◆ Your task ◆
Up to and including the line with "state in place.", restate the records below word for word, beginning with their first line.

[Saved data entries]
___

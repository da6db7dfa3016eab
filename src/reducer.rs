//! Reducers and pullback.
//!
//! A [`Reducer<S, A>`] is one atomic state transition: given exclusive access
//! to a state and a reference to an action, it mutates the state in place.
//! Reducers do no I/O and hold no internal state.
//!
//! Small reducers written against a local state and a local action are
//! lifted into a larger system with *pullback*:
//!
//! - along the **state** axis with a [`Lens`] from the global state to the
//!   local state;
//! - along the **action** axis with a [`Prism`] from the global action to
//!   the local action. A global action the prism cannot extract is a
//!   silent no-op.
//!
//! [`combine`] then runs independent reducers over the same state and
//! action, none of them knowing about its siblings.
//!
//! # Examples
//!
//! ```rust
//! use optica::reducer::{Reducer, combine};
//! use optica::{lens, prism};
//!
//! #[derive(Clone, PartialEq, Debug, Default)]
//! struct AppState { count: i32, favorites: Vec<i32> }
//!
//! #[derive(Clone, PartialEq, Debug)]
//! enum CounterAction { Increment, Decrement }
//!
//! #[derive(Clone, PartialEq, Debug)]
//! enum FavoritesAction { Add(i32) }
//!
//! #[derive(Clone, PartialEq, Debug)]
//! enum AppAction { Counter(CounterAction), Favorites(FavoritesAction) }
//!
//! let counter = Reducer::new(|count: &mut i32, action: &CounterAction| match action {
//!     CounterAction::Increment => *count += 1,
//!     CounterAction::Decrement => *count -= 1,
//! });
//!
//! let favorites = Reducer::new(|favorites: &mut Vec<i32>, action: &FavoritesAction| match action {
//!     FavoritesAction::Add(prime) => favorites.push(*prime),
//! });
//!
//! let app = combine([
//!     counter.pullback_state_and_action(lens!(AppState, count), prism!(AppAction, Counter)),
//!     favorites.pullback_state_and_action(lens!(AppState, favorites), prism!(AppAction, Favorites)),
//! ]);
//!
//! let state = app.fold(
//!     AppState::default(),
//!     &[
//!         AppAction::Counter(CounterAction::Increment),
//!         AppAction::Favorites(FavoritesAction::Add(2)),
//!         AppAction::Counter(CounterAction::Increment),
//!     ],
//! );
//! assert_eq!(state, AppState { count: 2, favorites: vec![2] });
//! ```

use std::fmt::Debug;
use std::rc::Rc;

use crate::optics::{Lens, Prism};

/// A state transition `(&mut S, &A)`.
///
/// `Reducer<S, A>` wraps the transition function in an `Rc`, so cloning a
/// reducer is cheap and clones share the same function.
///
/// # Type Parameters
///
/// - `S`: The state type
/// - `A`: The action type
pub struct Reducer<S, A>
where
    S: 'static,
    A: 'static,
{
    /// The wrapped transition function.
    run_function: Rc<dyn Fn(&mut S, &A)>,
}

impl<S, A> Reducer<S, A>
where
    S: 'static,
    A: 'static,
{
    /// Creates a new reducer from a transition function.
    ///
    /// # Examples
    ///
    /// ```rust
    /// use optica::reducer::Reducer;
    ///
    /// let increment: Reducer<i32, ()> = Reducer::new(|count: &mut i32, _: &()| *count += 1);
    ///
    /// let mut count = 0;
    /// increment.run(&mut count, &());
    /// assert_eq!(count, 1);
    /// ```
    pub fn new<F>(function: F) -> Self
    where
        F: Fn(&mut S, &A) + 'static,
    {
        Self {
            run_function: Rc::new(function),
        }
    }

    /// Creates a reducer that never changes the state.
    ///
    /// This is the neutral element of [`combine`].
    #[must_use]
    pub fn identity() -> Self {
        Self::new(|_, _| {})
    }

    /// Applies this reducer to `state` in place.
    pub fn run(&self, state: &mut S, action: &A) {
        (self.run_function)(state, action);
    }

    /// Applies this reducer to an owned state, returning the next state.
    ///
    /// # Examples
    ///
    /// ```rust
    /// use optica::reducer::Reducer;
    ///
    /// let add: Reducer<i32, i32> = Reducer::new(|total: &mut i32, amount: &i32| *total += amount);
    /// assert_eq!(add.reduce(40, &2), 42);
    /// ```
    #[must_use]
    pub fn reduce(&self, mut state: S, action: &A) -> S {
        self.run(&mut state, action);
        state
    }

    /// Applies this reducer to every action in order, starting from `initial`.
    ///
    /// # Examples
    ///
    /// ```rust
    /// use optica::reducer::Reducer;
    ///
    /// let add: Reducer<i32, i32> = Reducer::new(|total: &mut i32, amount: &i32| *total += amount);
    /// assert_eq!(add.fold(0, &[1, 2, 3]), 6);
    /// ```
    #[must_use]
    pub fn fold<'a, I>(&self, initial: S, actions: I) -> S
    where
        I: IntoIterator<Item = &'a A>,
    {
        actions.into_iter().fold(initial, |state, action| self.reduce(state, action))
    }

    /// Lifts this reducer to a global state through a lens.
    ///
    /// The returned reducer reads the local state with `lens.get`, runs this
    /// reducer on it, and writes it back with `lens.set`. Only the focused
    /// region of the global state changes.
    ///
    /// # Examples
    ///
    /// ```rust
    /// use optica::reducer::Reducer;
    /// use optica::lens;
    ///
    /// #[derive(Clone, PartialEq, Debug)]
    /// struct User { id: i64, name: String }
    ///
    /// let increment: Reducer<i64, ()> = Reducer::new(|count: &mut i64, _: &()| *count += 1);
    /// let user_reducer = increment.pullback(lens!(User, id));
    ///
    /// let user = user_reducer.reduce(User { id: 41, name: "Blob".to_string() }, &());
    /// assert_eq!(user, User { id: 42, name: "Blob".to_string() });
    /// ```
    #[must_use]
    pub fn pullback<G, L>(self, lens: L) -> Reducer<G, A>
    where
        G: 'static,
        L: Lens<G, S> + 'static,
    {
        Reducer::new(move |global: &mut G, action: &A| {
            let mut local = lens.get(global);
            self.run(&mut local, action);
            lens.set(global, local);
        })
    }

    /// Lifts this reducer to a global state through separate get and set
    /// functions.
    ///
    /// Behaves exactly like [`Reducer::pullback`] with a lens built from the
    /// same two functions.
    #[must_use]
    pub fn pullback_with<G, Get, Set>(self, get: Get, set: Set) -> Reducer<G, A>
    where
        G: 'static,
        Get: Fn(&G) -> S + 'static,
        Set: Fn(&mut G, S) + 'static,
    {
        Reducer::new(move |global: &mut G, action: &A| {
            let mut local = get(global);
            self.run(&mut local, action);
            set(global, local);
        })
    }

    /// Lifts this reducer to a global action through a prism.
    ///
    /// The returned reducer runs this reducer only when the prism extracts a
    /// local action; for every other action it leaves the state untouched.
    ///
    /// # Examples
    ///
    /// ```rust
    /// use optica::reducer::Reducer;
    /// use optica::prism;
    ///
    /// #[derive(Clone, PartialEq, Debug)]
    /// enum AppAction { Counter(i32), Reset }
    ///
    /// let add: Reducer<i32, i32> = Reducer::new(|count: &mut i32, amount: &i32| *count += amount);
    /// let app = add.pullback_action(prism!(AppAction, Counter));
    ///
    /// assert_eq!(app.reduce(1, &AppAction::Counter(2)), 3);
    /// assert_eq!(app.reduce(1, &AppAction::Reset), 1);
    /// ```
    #[must_use]
    pub fn pullback_action<GA, P>(self, prism: P) -> Reducer<S, GA>
    where
        GA: 'static,
        P: Prism<GA, A> + 'static,
    {
        Reducer::new(move |state: &mut S, global_action: &GA| {
            if let Some(local_action) = prism.extract(global_action) {
                self.run(state, &local_action);
            }
        })
    }

    /// Lifts this reducer along both axes at once.
    ///
    /// Equivalent to `self.pullback_action(prism).pullback(lens)`, except the
    /// local state is never read or written back for a non-matching action.
    #[must_use]
    pub fn pullback_state_and_action<G, GA, L, P>(self, lens: L, prism: P) -> Reducer<G, GA>
    where
        G: 'static,
        GA: 'static,
        L: Lens<G, S> + 'static,
        P: Prism<GA, A> + 'static,
    {
        Reducer::new(move |global: &mut G, global_action: &GA| {
            let Some(local_action) = prism.extract(global_action) else {
                return;
            };
            let mut local = lens.get(global);
            self.run(&mut local, &local_action);
            lens.set(global, local);
        })
    }

    /// Runs this reducer and then `other` on the same state and action.
    #[must_use]
    pub fn and(self, other: Self) -> Self {
        Self::new(move |state: &mut S, action: &A| {
            self.run(state, action);
            other.run(state, action);
        })
    }

    /// Wraps this reducer so every transition is reported through `tracing`.
    ///
    /// Emits a `debug` event with the action before the transition and one
    /// with the resulting state after it, both tagged with `label`.
    #[must_use]
    pub fn logging(self, label: &'static str) -> Self
    where
        S: Debug,
        A: Debug,
    {
        Self::new(move |state: &mut S, action: &A| {
            tracing::debug!(reducer = label, ?action, "received action");
            self.run(state, action);
            tracing::debug!(reducer = label, ?state, "state updated");
        })
    }
}

impl<S, A> Clone for Reducer<S, A>
where
    S: 'static,
    A: 'static,
{
    fn clone(&self) -> Self {
        Self {
            run_function: Rc::clone(&self.run_function),
        }
    }
}

impl<S, A> Default for Reducer<S, A>
where
    S: 'static,
    A: 'static,
{
    fn default() -> Self {
        Self::identity()
    }
}

impl<S, A> std::fmt::Debug for Reducer<S, A>
where
    S: 'static,
    A: 'static,
{
    fn fmt(&self, formatter: &mut std::fmt::Formatter<'_>) -> std::fmt::Result {
        formatter.debug_struct("Reducer").finish_non_exhaustive()
    }
}

/// Lifts `reducer` to a global state through `lens`.
///
/// Free-function form of [`Reducer::pullback`].
#[must_use]
pub fn pullback<G, S, A, L>(reducer: Reducer<S, A>, lens: L) -> Reducer<G, A>
where
    G: 'static,
    S: 'static,
    A: 'static,
    L: Lens<G, S> + 'static,
{
    reducer.pullback(lens)
}

/// Combines reducers into one that runs each of them, in order, on the same
/// state and action.
///
/// Combining no reducers yields [`Reducer::identity`].
#[must_use]
pub fn combine<S, A, I>(reducers: I) -> Reducer<S, A>
where
    S: 'static,
    A: 'static,
    I: IntoIterator<Item = Reducer<S, A>>,
{
    let reducers: Vec<Reducer<S, A>> = reducers.into_iter().collect();
    Reducer::new(move |state: &mut S, action: &A| {
        for reducer in &reducers {
            reducer.run(state, action);
        }
    })
}
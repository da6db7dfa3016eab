//! Prism optics (case paths) for focusing on enum variants.
//!
//! A Prism is an optic that provides extract/embed access to the payload of
//! one variant of a sum type. Unlike a Lens which always succeeds, a Prism
//! returns `None` when the whole is in a different variant. That absence is
//! ordinary control flow ("this item isn't the case I care about"), never
//! an error.
//!
//! # Laws
//!
//! Every Prism must satisfy two laws:
//!
//! 1. **EmbedExtract Law**: Embedding then extracting yields the original value.
//!    ```text
//!    prism.extract(&prism.embed(value)) == Some(value)
//!    ```
//!
//! 2. **ExtractEmbed Law**: If extraction succeeds, embedding the result yields the original.
//!    ```text
//!    if prism.extract(&source) == Some(value) then
//!        prism.embed(value) == source
//!    ```
//!
//! # Examples
//!
//! ```
//! use optica::optics::Prism;
//! use optica::prism;
//!
//! #[derive(Clone, PartialEq, Debug)]
//! enum Shape {
//!     Circle(f64),
//!     Rectangle(f64, f64),
//! }
//!
//! let circle_prism = prism!(Shape, Circle);
//!
//! assert_eq!(circle_prism.extract(&Shape::Circle(5.0)), Some(5.0));
//! assert_eq!(circle_prism.extract(&Shape::Rectangle(3.0, 4.0)), None);
//! assert_eq!(circle_prism.embed(10.0), Shape::Circle(10.0));
//! ```

use std::marker::PhantomData;

use super::lens::Lens;
use super::optional::PrismLensComposition;

/// A Prism focuses on a single variant of an enum.
///
/// # Type Parameters
///
/// - `S`: The whole type (the enum)
/// - `A`: The part type (the payload of the variant)
///
/// # Laws
///
/// 1. **EmbedExtract Law**: `prism.extract(&prism.embed(value)) == Some(value)`
/// 2. **ExtractEmbed Law**: If `prism.extract(&source) == Some(value)`, then `prism.embed(value) == source`
pub trait Prism<S, A> {
    /// Attempts to extract the payload from the whole.
    ///
    /// # Returns
    ///
    /// The payload if the whole is in the matching variant, `None` otherwise
    fn extract(&self, source: &S) -> Option<A>;

    /// Builds a whole in the matching variant carrying `value`.
    ///
    /// This always succeeds, and the result is always recognized by
    /// [`Prism::extract`].
    fn embed(&self, value: A) -> S;

    /// Returns `true` if the whole is in the matching variant.
    fn matches(&self, source: &S) -> bool {
        self.extract(source).is_some()
    }

    /// Modifies the payload in place if the whole is in the matching variant.
    ///
    /// Returns `true` if the variant matched and the whole was rewritten.
    ///
    /// # Example
    ///
    /// ```
    /// use optica::optics::Prism;
    /// use optica::prism;
    ///
    /// #[derive(Clone, PartialEq, Debug)]
    /// enum Shape { Circle(f64), Square(f64) }
    ///
    /// let circle_prism = prism!(Shape, Circle);
    ///
    /// let mut shape = Shape::Circle(5.0);
    /// assert!(circle_prism.modify(&mut shape, |r| r * 2.0));
    /// assert_eq!(shape, Shape::Circle(10.0));
    ///
    /// let mut square = Shape::Square(3.0);
    /// assert!(!circle_prism.modify(&mut square, |r| r * 2.0));
    /// assert_eq!(square, Shape::Square(3.0));
    /// ```
    fn modify<F>(&self, source: &mut S, function: F) -> bool
    where
        F: FnOnce(A) -> A,
    {
        match self.extract(source) {
            Some(value) => {
                *source = self.embed(function(value));
                true
            }
            None => false,
        }
    }

    /// Composes this prism with another prism to focus on a nested variant.
    ///
    /// Extraction short-circuits to `None` as soon as either stage fails to
    /// match; embedding builds the innermost value first.
    ///
    /// # Example
    ///
    /// ```
    /// use optica::optics::Prism;
    /// use optica::prism;
    ///
    /// #[derive(Clone, PartialEq, Debug)]
    /// struct AccessToken { token: String }
    ///
    /// #[derive(Clone, PartialEq, Debug)]
    /// enum Authentication { Authenticated(AccessToken), Unauthenticated }
    ///
    /// let token = prism!(Result<Authentication, String>, Ok)
    ///     .compose(prism!(Authentication, Authenticated));
    ///
    /// let response: Result<Authentication, String> = Ok(Authentication::Unauthenticated);
    /// assert_eq!(token.extract(&response), None);
    ///
    /// let built = token.embed(AccessToken { token: "x".to_string() });
    /// assert_eq!(built, Ok(Authentication::Authenticated(AccessToken { token: "x".to_string() })));
    /// ```
    fn compose<B, P>(self, other: P) -> ComposedPrism<Self, P, A>
    where
        Self: Sized,
        P: Prism<A, B>,
    {
        ComposedPrism::new(self, other)
    }

    /// Composes this prism with a lens, producing an [`Optional`](super::Optional).
    fn compose_lens<B, L>(self, other: L) -> PrismLensComposition<Self, L, A>
    where
        Self: Sized,
        L: Lens<A, B>,
    {
        PrismLensComposition::new(self, other)
    }

    /// Borrows this prism as a plain extraction function.
    ///
    /// Suitable for `filter_map`/compact-map style pipelines.
    ///
    /// # Example
    ///
    /// ```
    /// use optica::optics::Prism;
    /// use optica::prism;
    ///
    /// #[derive(Clone, PartialEq, Debug)]
    /// enum Authentication { Authenticated(String), Unauthenticated }
    ///
    /// let sessions = vec![
    ///     Authentication::Authenticated("deadbeef".to_string()),
    ///     Authentication::Unauthenticated,
    /// ];
    ///
    /// let authenticated = prism!(Authentication, Authenticated);
    /// let tokens: Vec<String> = sessions.iter().filter_map(authenticated.as_fn()).collect();
    /// assert_eq!(tokens, vec!["deadbeef".to_string()]);
    /// ```
    fn as_fn(&self) -> impl Fn(&S) -> Option<A> + '_ {
        move |source: &S| self.extract(source)
    }
}

impl<S, A, P> Prism<S, A> for &P
where
    P: Prism<S, A> + ?Sized,
{
    fn extract(&self, source: &S) -> Option<A> {
        (**self).extract(source)
    }

    fn embed(&self, value: A) -> S {
        (**self).embed(value)
    }
}

/// A prism implemented using extract and embed functions.
///
/// This is the most common way to create a prism. The `prism!` macro
/// generates a `FunctionPrism` internally.
///
/// # Type Parameters
///
/// - `S`: The whole type
/// - `A`: The part type
/// - `Ex`: The extract function type
/// - `Em`: The embed function type
///
/// # Example
///
/// ```
/// use optica::optics::{Prism, FunctionPrism};
///
/// #[derive(Clone, PartialEq, Debug)]
/// enum Shape {
///     Circle(f64),
///     Rectangle(f64, f64),
/// }
///
/// let rectangle_prism = FunctionPrism::new(
///     |shape: &Shape| match shape {
///         Shape::Rectangle(width, height) => Some((*width, *height)),
///         _ => None,
///     },
///     |(width, height): (f64, f64)| Shape::Rectangle(width, height),
/// );
///
/// assert_eq!(rectangle_prism.extract(&Shape::Rectangle(3.0, 4.0)), Some((3.0, 4.0)));
/// assert_eq!(rectangle_prism.extract(&Shape::Circle(1.0)), None);
/// ```
pub struct FunctionPrism<S, A, Ex, Em>
where
    Ex: Fn(&S) -> Option<A>,
    Em: Fn(A) -> S,
{
    extract_function: Ex,
    embed_function: Em,
    _marker: PhantomData<fn(S) -> A>,
}

impl<S, A, Ex, Em> FunctionPrism<S, A, Ex, Em>
where
    Ex: Fn(&S) -> Option<A>,
    Em: Fn(A) -> S,
{
    /// Creates a new `FunctionPrism` from extract and embed functions.
    ///
    /// # Arguments
    ///
    /// * `extract_function` - Returns the payload when the whole is in the matching variant
    /// * `embed_function` - Constructs the matching variant from a payload
    #[must_use]
    pub const fn new(extract_function: Ex, embed_function: Em) -> Self {
        Self {
            extract_function,
            embed_function,
            _marker: PhantomData,
        }
    }
}

impl<S, A, Ex, Em> Prism<S, A> for FunctionPrism<S, A, Ex, Em>
where
    Ex: Fn(&S) -> Option<A>,
    Em: Fn(A) -> S,
{
    fn extract(&self, source: &S) -> Option<A> {
        (self.extract_function)(source)
    }

    fn embed(&self, value: A) -> S {
        (self.embed_function)(value)
    }
}

impl<S, A, Ex, Em> Clone for FunctionPrism<S, A, Ex, Em>
where
    Ex: Fn(&S) -> Option<A> + Clone,
    Em: Fn(A) -> S + Clone,
{
    fn clone(&self) -> Self {
        Self {
            extract_function: self.extract_function.clone(),
            embed_function: self.embed_function.clone(),
            _marker: PhantomData,
        }
    }
}

impl<S, A, Ex, Em> Copy for FunctionPrism<S, A, Ex, Em>
where
    Ex: Fn(&S) -> Option<A> + Copy,
    Em: Fn(A) -> S + Copy,
{
}

impl<S, A, Ex, Em> std::fmt::Debug for FunctionPrism<S, A, Ex, Em>
where
    Ex: Fn(&S) -> Option<A>,
    Em: Fn(A) -> S,
{
    fn fmt(&self, formatter: &mut std::fmt::Formatter<'_>) -> std::fmt::Result {
        formatter
            .debug_struct("FunctionPrism")
            .finish_non_exhaustive()
    }
}

/// A prism composed of two prisms.
///
/// # Type Parameters
///
/// - `P1`: The type of the outer prism
/// - `P2`: The type of the inner prism
/// - `A`: The intermediate type (part of P1, whole of P2)
pub struct ComposedPrism<P1, P2, A> {
    first: P1,
    second: P2,
    _marker: PhantomData<fn() -> A>,
}

impl<P1, P2, A> ComposedPrism<P1, P2, A> {
    /// Creates a new composed prism.
    ///
    /// # Arguments
    ///
    /// * `first` - The outer prism (focuses on the intermediate enum)
    /// * `second` - The inner prism (focuses on the final payload)
    #[must_use]
    pub const fn new(first: P1, second: P2) -> Self {
        Self {
            first,
            second,
            _marker: PhantomData,
        }
    }
}

impl<S, A, B, P1, P2> Prism<S, B> for ComposedPrism<P1, P2, A>
where
    P1: Prism<S, A>,
    P2: Prism<A, B>,
{
    fn extract(&self, source: &S) -> Option<B> {
        self.first
            .extract(source)
            .and_then(|intermediate| self.second.extract(&intermediate))
    }

    fn embed(&self, value: B) -> S {
        self.first.embed(self.second.embed(value))
    }
}

impl<P1: Clone, P2: Clone, A> Clone for ComposedPrism<P1, P2, A> {
    fn clone(&self) -> Self {
        Self {
            first: self.first.clone(),
            second: self.second.clone(),
            _marker: PhantomData,
        }
    }
}

impl<P1: std::fmt::Debug, P2: std::fmt::Debug, A> std::fmt::Debug for ComposedPrism<P1, P2, A> {
    fn fmt(&self, formatter: &mut std::fmt::Formatter<'_>) -> std::fmt::Result {
        formatter
            .debug_struct("ComposedPrism")
            .field("first", &self.first)
            .field("second", &self.second)
            .finish()
    }
}

/// Creates a prism for a single-payload tuple variant of an enum.
///
/// This macro generates a `FunctionPrism` whose extract clones the payload
/// when the variant matches and whose embed is the variant constructor.
///
/// # Syntax
///
/// ```text
/// prism!(EnumType, VariantName)
/// prism!(EnumType<T, ...>, VariantName)
/// prism!(module::EnumType<Nested<T>, ...>, VariantName)
/// ```
///
/// The last form cannot name generic parameters of the enclosing function.
///
/// # Limitations
///
/// This macro only works with tuple variants that have a single value.
/// For unit, multi-field or struct variants use `#[derive(Prisms)]` or
/// `FunctionPrism::new` directly.
///
/// # Example
///
/// ```
/// use optica::optics::Prism;
/// use optica::prism;
///
/// let success = prism!(Result<i32, String>, Ok);
/// let failure = prism!(Result<i32, String>, Err);
///
/// assert_eq!(success.extract(&Ok(42)), Some(42));
/// assert_eq!(success.extract(&Err("boom".to_string())), None);
/// assert_eq!(failure.embed("boom".to_string()), Err("boom".to_string()));
/// ```
#[macro_export]
macro_rules! prism {
    ($enum_type:ident, $variant:ident) => {
        $crate::optics::FunctionPrism::new(
            |source: &$enum_type| match source {
                $enum_type::$variant(value) => Some(::core::clone::Clone::clone(value)),
                #[allow(unreachable_patterns)]
                _ => None,
            },
            |value| $enum_type::$variant(value),
        )
    };
    ($enum_type:ident < $($generic:tt),+ >, $variant:ident) => {
        $crate::optics::FunctionPrism::new(
            |source: &$enum_type<$($generic),+>| match source {
                $enum_type::$variant(value) => Some(::core::clone::Clone::clone(value)),
                #[allow(unreachable_patterns)]
                _ => None,
            },
            |value| $enum_type::$variant(value),
        )
    };
    ($enum_type:ty, $variant:ident) => {{
        // Variants are reachable through a type alias; qualified-path
        // patterns are not.
        type __PrismWhole = $enum_type;
        $crate::optics::FunctionPrism::new(
            |source: &__PrismWhole| match source {
                __PrismWhole::$variant(value) => Some(::core::clone::Clone::clone(value)),
                #[allow(unreachable_patterns)]
                _ => None,
            },
            |value| __PrismWhole::$variant(value),
        )
    }};
}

___

◆ Answer to the exercise ◆
repository da6db7dfa3016eab
filename src/reducer.rs
//! Reducers and pullback.
//!
//! A [`Reducer<S, A>`] is one atomic state transition: given exclusive access
//! to a state and a reference to an action, it mutates the state in place.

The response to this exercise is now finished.